On the one hand, we have the devil’s encounter with Jesus; on the other hand, we have his encounter with Adam and Eve. What can we learn from the two experiences?

First, Jesus’ temptation came after fasting; Adam and Eve’s comes after enjoying abundance.

Adam and Eve, before the fall, had every right to enjoy the abundance of the Garden of Eden. But today’s first reading, from Genesis, hints at one problem in their enjoyment.

When Genesis describes the good fruits of the garden, we learn they “were delightful to look at and good for food.”

When Genesis describes how Eve fell for the bad fruit, we learn that she saw it “was good for food, pleasing to the eyes and desirable for gaining wisdom.”

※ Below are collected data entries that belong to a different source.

//! Session - FIX connection lifecycle, sequencing, and inbound dispatch.
//!
//! A [`FixSession`] owns one connection to one counterparty. `start` dials
//! the connector, sends the logon, and spawns a receive loop that feeds
//! every inbound message to the shared book and order tracker. Outbound
//! traffic goes through a single mutex-guarded writer so sequence number
//! assignment and the write itself cannot interleave between callers.

use parking_lot::{Mutex, RwLock};
use rust_decimal::Decimal;
use std::sync::Arc;
use std::sync::atomic::{AtomicBool, AtomicU64, Ordering};
use std::time::Duration;
use tokio::task::JoinHandle;
use tracing::{debug, info, warn};

use crate::book::MarketDataBook;
use crate::codec::{FixMessage, FixParser, MsgType, field};
use crate::core::config::SessionConfig;
use crate::core::types::{MdEntryType, Side, Symbol};
use crate::core::{Error, Result};
use crate::orders::{OrderRequest, OrderTracker};
use crate::transport::{Connector, TransportWrite};

const LOGON_POLL: Duration = Duration::from_millis(500);

/// Where the session is in its lifecycle.
#[derive(Debug, Clone, Copy, PartialEq, Eq)]
pub enum SessionState {
    Disconnected,
    Connecting,
    /// Logon sent, waiting for the counterparty to acknowledge.
    AwaitingLogon,
    LoggedOn,
    /// The counterparty sent a Logout; a close after this is clean.
    LoggedOut,
}

/// Writer half plus the next outbound MsgSeqNum, guarded together.
struct Outbound {
    writer: Box<dyn TransportWrite>,
    next_seq: u64,
}

/// One FIX session: connection, receive loop, and outbound sequencing.
pub struct FixSession {
    config: SessionConfig,
    connector: Arc<dyn Connector>,
    book: Arc<MarketDataBook>,
    orders: Arc<OrderTracker>,
    state: Arc<RwLock<SessionState>>,
    running: Arc<AtomicBool>,
    logged_on: Arc<AtomicBool>,
    outbound: Arc<tokio::sync::Mutex<Option<Outbound>>>,
    decode_errors: Arc<AtomicU64>,
    md_request_seq: AtomicU64,
    task: Mutex<Option<JoinHandle<Result<()>>>>,
}

impl FixSession {
    pub fn new(config: SessionConfig, connector: Arc<dyn Connector>) -> Self {
        Self {
            config,
            connector,
            book: Arc::new(MarketDataBook::new()),
            orders: Arc::new(OrderTracker::new()),
            state: Arc::new(RwLock::new(SessionState::Disconnected)),
            running: Arc::new(AtomicBool::new(false)),
            logged_on: Arc::new(AtomicBool::new(false)),
            outbound: Arc::new(tokio::sync::Mutex::new(None)),
            decode_errors: Arc::new(AtomicU64::new(0)),
            md_request_seq: AtomicU64::new(0),
            task: Mutex::new(None),
        }
    }

    /// Connect, log on, and spawn the receive loop.
    pub fn start(&self) -> Result<()> {
        if self.running.swap(true, Ordering::SeqCst) {
            return Err(Error::Session("session already started".to_string()));
        }
        let receive_loop = ReceiveLoop {
            config: self.config.clone(),
            connector: Arc::clone(&self.connector),
            book: Arc::clone(&self.book),
            orders: Arc::clone(&self.orders),
            state: Arc::clone(&self.state),
            running: Arc::clone(&self.running),
            logged_on: Arc::clone(&self.logged_on),
            outbound: Arc::clone(&self.outbound),
            decode_errors: Arc::clone(&self.decode_errors),
        };
        *self.task.lock() = Some(tokio::spawn(receive_loop.run()));
        Ok(())
    }

    /// Poll until the counterparty acknowledges the logon, up to `grace`.
    pub async fn wait_logged_on(&self, grace: Duration) -> Result<()> {
        let deadline = tokio::time::Instant::now() + grace;
        loop {
            if self.logged_on.load(Ordering::SeqCst) {
                return Ok(());
            }
            if !self.running.load(Ordering::SeqCst) {
                return Err(Error::Session("session ended before logon".to_string()));
            }
            let now = tokio::time::Instant::now();
            if now >= deadline {
                return Err(Error::LogonTimeout {
                    target: self.config.target_comp_id.clone(),
                    waited: grace,
                });
            }
            tokio::time::sleep(LOGON_POLL.min(deadline - now)).await;
        }
    }

    /// Stop the receive loop, join it, and close the connection. Returns
    /// the loop's outcome, so a peer disconnect surfaces here.
    pub async fn stop(&self) -> Result<()> {
        self.running.store(false, Ordering::SeqCst);
        let handle = self.task.lock().take();
        let result = match handle {
            Some(handle) => match handle.await {
                Ok(result) => result,
                Err(e) => Err(Error::Session(format!("receive loop panicked: {e}"))),
            },
            None => Ok(()),
        };
        if let Some(mut outbound) = self.outbound.lock().await.take() {
            let _ = outbound.writer.close().await;
        }
        info!("Session with {} stopped", self.config.target_comp_id);
        result
    }

    /// Subscribe to full-book snapshots for `symbols`. Returns the MDReqID
    /// so callers can correlate, though snapshots are keyed by symbol.
    pub async fn send_market_data_request(&self, symbols: &[Symbol]) -> Result<String> {
        let request_id = format!("MDID{}", self.md_request_seq.fetch_add(1, Ordering::Relaxed));
        send_message(&self.outbound, &self.config, MsgType::MarketDataRequest, |msg| {
            msg.push(field::MD_REQ_ID, &request_id);
            msg.push(field::SUBSCRIPTION_REQUEST_TYPE, "1");
            msg.push(field::MARKET_DEPTH, "0");
            msg.push(field::MD_UPDATE_TYPE, "0");
            msg.push(field::NO_MD_ENTRY_TYPES, "2");
            msg.push(field::MD_ENTRY_TYPE, MdEntryType::Bid.fix_code());
            msg.push(field::MD_ENTRY_TYPE, MdEntryType::Offer.fix_code());
            msg.push(field::NO_RELATED_SYM, symbols.len());
            for symbol in symbols {
                msg.push(field::SYMBOL, symbol.as_str());
            }
        })
        .await?;
        info!("Market data request {} sent for {} symbols", request_id, symbols.len());
        Ok(request_id)
    }

    /// Register and send an order. Returns the MsgSeqNum it went out with.
    pub async fn place_order(&self, request: OrderRequest) -> Result<u64> {
        self.orders.register(&request);
        let seq = send_message(&self.outbound, &self.config, MsgType::NewOrderSingle, |msg| {
            request.append_fields(msg);
        })
        .await?;
        info!(
            "Order {} sent: {} {} {}",
            request.clordid, request.side, request.quantity, request.symbol
        );
        Ok(seq)
    }

    pub async fn place_market(
        &self,
        clordid: impl Into<String>,
        symbol: Symbol,
        side: Side,
        quantity: Decimal,
    ) -> Result<u64> {
        self.place_order(OrderRequest::market(clordid, symbol, side, quantity))
            .await
    }

    pub async fn place_limit_fok(
        &self,
        clordid: impl Into<String>,
        symbol: Symbol,
        side: Side,
        quantity: Decimal,
        price: Decimal,
    ) -> Result<u64> {
        self.place_order(OrderRequest::limit_fok(clordid, symbol, side, quantity, price))
            .await
    }

    pub fn book(&self) -> Arc<MarketDataBook> {
        Arc::clone(&self.book)
    }

    pub fn orders(&self) -> Arc<OrderTracker> {
        Arc::clone(&self.orders)
    }

    pub fn state(&self) -> SessionState {
        *self.state.read()
    }

    pub fn is_logged_on(&self) -> bool {
        self.logged_on.load(Ordering::SeqCst)
    }

    /// Frames dropped by the parser since the session started.
    pub fn decode_errors(&self) -> u64 {
        self.decode_errors.load(Ordering::Relaxed)
    }

    pub fn bid_for_quantity(&self, symbol: &Symbol, quantity: Decimal) -> Option<Decimal> {
        self.book.bid_for_quantity(symbol, quantity)
    }

    pub fn offer_for_quantity(&self, symbol: &Symbol, quantity: Decimal) -> Option<Decimal> {
        self.book.offer_for_quantity(symbol, quantity)
    }
}

/// Assign the next sequence number and write the message, atomically with
/// respect to other senders. The counter only advances after a successful
/// write.
async fn send_message(
    outbound: &tokio::sync::Mutex<Option<Outbound>>,
    config: &SessionConfig,
    msg_type: MsgType,
    body: impl FnOnce(&mut FixMessage),
) -> Result<u64> {
    let mut guard = outbound.lock().await;
    let out = guard.as_mut().ok_or(Error::NotRunning)?;

    let seq = out.next_seq;
    let mut msg = FixMessage::with_header(
        msg_type,
        &config.sender_comp_id,
        &config.target_comp_id,
        seq,
    );
    body(&mut msg);
    let bytes = msg.encode()?;
    out.writer.send_bytes(&bytes).await?;
    out.next_seq += 1;

    // Not the full message: a logon body carries the password.
    debug!("Sent {} seq={}", msg_type, seq);
    Ok(seq)
}

/// The spawned half of a session. Owns the read half and the parser, and
/// shares everything else with the [`FixSession`] that spawned it.
struct ReceiveLoop {
    config: SessionConfig,
    connector: Arc<dyn Connector>,
    book: Arc<MarketDataBook>,
    orders: Arc<OrderTracker>,
    state: Arc<RwLock<SessionState>>,
    running: Arc<AtomicBool>,
    logged_on: Arc<AtomicBool>,
    outbound: Arc<tokio::sync::Mutex<Option<Outbound>>>,
    decode_errors: Arc<AtomicU64>,
}

impl ReceiveLoop {
    async fn run(self) -> Result<()> {
        let result = self.session_loop().await;
        self.running.store(false, Ordering::SeqCst);
        self.logged_on.store(false, Ordering::SeqCst);
        {
            let mut state = self.state.write();
            if *state != SessionState::LoggedOut {
                *state = SessionState::Disconnected;
            }
        }
        if let Err(e) = &result {
            warn!("Session with {} ended: {}", self.config.target_comp_id, e);
        }
        result
    }

    async fn session_loop(&self) -> Result<()> {
        *self.state.write() = SessionState::Connecting;
        let (mut read, write) = self
            .connector
            .connect(&self.config.host, self.config.port)
            .await?;
        *self.outbound.lock().await = Some(Outbound { writer: write, next_seq: 1 });

        let config = &self.config;
        send_message(&self.outbound, config, MsgType::Logon, |msg| {
            msg.push(field::ENCRYPT_METHOD, "0");
            msg.push(field::HEART_BT_INT, config.heartbeat_secs);
            msg.push(field::RESET_SEQ_NUM_FLAG, "Y");
            msg.push(field::USERNAME, &config.credentials.username);
            msg.push(field::PASSWORD, config.credentials.password());
        })
        .await?;
        *self.state.write() = SessionState::AwaitingLogon;
        info!("Logon sent to {}, awaiting acknowledgement", config.target_comp_id);

        let mut parser = FixParser::new();
        while self.running.load(Ordering::SeqCst) {
            match read.recv_bytes(self.config.read_timeout).await {
                Ok(Some(bytes)) => {
                    parser.append_bytes(&bytes);
                    self.drain(&mut parser);
                }
                // Idle interval, nothing arrived.
                Ok(None) => continue,
                Err(Error::Disconnected) => {
                    let logged_out = *self.state.read() == SessionState::LoggedOut;
                    if logged_out || !self.running.load(Ordering::SeqCst) {
                        debug!("Connection closed after logout");
                        return Ok(());
                    }
                    return Err(Error::Disconnected);
                }
                Err(e) => return Err(e),
            }
        }
        Ok(())
    }

    /// Pull every complete frame out of the parser. A frame that fails to
    /// decode is counted and dropped; the connection stays up.
    fn drain(&self, parser: &mut FixParser) {
        loop {
            match parser.next_message() {
                Ok(Some(msg)) => self.dispatch(&msg),
                Ok(None) => break,
                Err(e) => {
                    self.decode_errors.fetch_add(1, Ordering::Relaxed);
                    warn!("Dropping undecodable data: {}", e);
                }
            }
        }
    }

    fn dispatch(&self, msg: &FixMessage) {
        debug!("Received: {}", msg);
        match msg.msg_type() {
            Some(MsgType::Logon) => {
                self.logged_on.store(true, Ordering::SeqCst);
                *self.state.write() = SessionState::LoggedOn;
                info!("Logon acknowledged by {}", self.config.target_comp_id);
            }
            Some(MsgType::Logout) => {
                self.logged_on.store(false, Ordering::SeqCst);
                *self.state.write() = SessionState::LoggedOut;
                info!(
                    "Logout from {}: {}",
                    self.config.target_comp_id,
                    msg.get(field::TEXT).unwrap_or("no reason given")
                );
            }
            Some(MsgType::MarketDataSnapshot) => {
                self.book.apply_snapshot(msg);
            }
            Some(MsgType::ExecutionReport) => {
                self.orders.apply_execution(msg);
            }
            _ => {
                debug!("Ignoring message type {}", msg.raw_msg_type().unwrap_or("?"));
            }
        }
    }
}

#[cfg(test)]
mod tests {
    use super::*;
    use crate::core::config::Credentials;
    use crate::transport::MemoryConnector;

    fn test_config() -> SessionConfig {
        SessionConfig {
            host: "localhost".to_string(),
            port: 0,
            sender_comp_id: "CLIENT".to_string(),
            target_comp_id: "EXCH_MDATA".to_string(),
            credentials: Credentials::new("user", "pass"),
            heartbeat_secs: 60,
            read_timeout: Duration::from_millis(50),
        }
    }

    #[tokio::test]
    async fn sending_before_start_is_not_running() {
        let (connector, _far_read, _far_write) = MemoryConnector::pair(1024);
        let session = FixSession::new(test_config(), Arc::new(connector));

        let result = session
            .send_market_data_request(&[Symbol::new("BTC-USD")])
            .await;
        assert!(matches!(result, Err(Error::NotRunning)));
        assert_eq!(session.state(), SessionState::Disconnected);
    }

    #[tokio::test]
    async fn starting_twice_is_rejected() {
        let (connector, _far_read, _far_write) = MemoryConnector::pair(1024);
        let session = FixSession::new(test_config(), Arc::new(connector));

        session.start().unwrap();
        assert!(session.start().is_err());
        let _ = session.stop().await;
    }
}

Thus, Scripture gives the sense that Eve was focused too much on the externals and not on the deeper significance of all the fruits in the garden.

Think of it like gifts under a Christmas tree: Most of us look at our own gifts and others' gifts very differently. We are grateful for ours and consider other people’s simply off-limits. We don’t focus on the pretty wrapping and desire both.

Eve, essentially, saw someone else’s gift and had the same reaction to it that she had to her own. That’s a problem.

Jesus shows us how to avoid the problem: by becoming detached from the things of this world. Human beings may naturally start to see the goods around us as things we are entitled to. Our Lenten fast should remind us that they are God’s gifts, and not all of them are meant for us.

Second, Jesus quoted Scripture accurately; Adam and Eve (and Satan) did not.

When Satan tempts him, Jesus knows just where to turn: to the word of God. He sternly and truly quotes Scripture to Satan in order to demonstrate the impossibility of what he is asking. The finality of his statement is hard to beat: “The Lord, your God, shall you worship; and him alone shall you serve.”

Eve’s grasp of Scripture is not so true.

God had told her, earlier in Genesis, Chapter 2: “You are free to eat from any of the trees of the garden, except the tree of knowledge of good and evil. From that tree you shall not eat; when you eat from it, you shall die.”

Eve reports his words this way: “God said, ‘You shall not eat it or even touch it, lest you die.’”

God never said that touching the fruit would make her die. She has reinterpreted God to make him sound unreasonable. This is a first step toward rejecting God.

Jesus teaches us the Lenten way: Review God’s actual words and live by them.

Third, Jesus sent Satan away; Adam and Eve engaged him.

Last, Jesus had the right attitude toward Satan and temptation: He wanted nothing to do with them. Temptations are inevitable in human life, even for Jesus, but his reaction was unequivocal: “Get away, Satan!” he said; then, immediately, angels come to minister to him.

Adam and Eve have a more … complicated response. They consider the devil’s lies as being on par with God’s truths. God said the food would kill — Satan said it would give wisdom. Eve sees the fruit on Satan’s terms, eats it changes the course of her life. Instead of angels ministering to them, they get angels that kick them out of paradise.

Our Lenten practices should lead us to a Christlike response to the devil: a simple “Go away!” that rejects temptations and refuses to entertain the rationalizations that invite them.

Tom and April Hoopes write from

Atchison, Kansas, where Tom is

writer in residence at Benedictine College.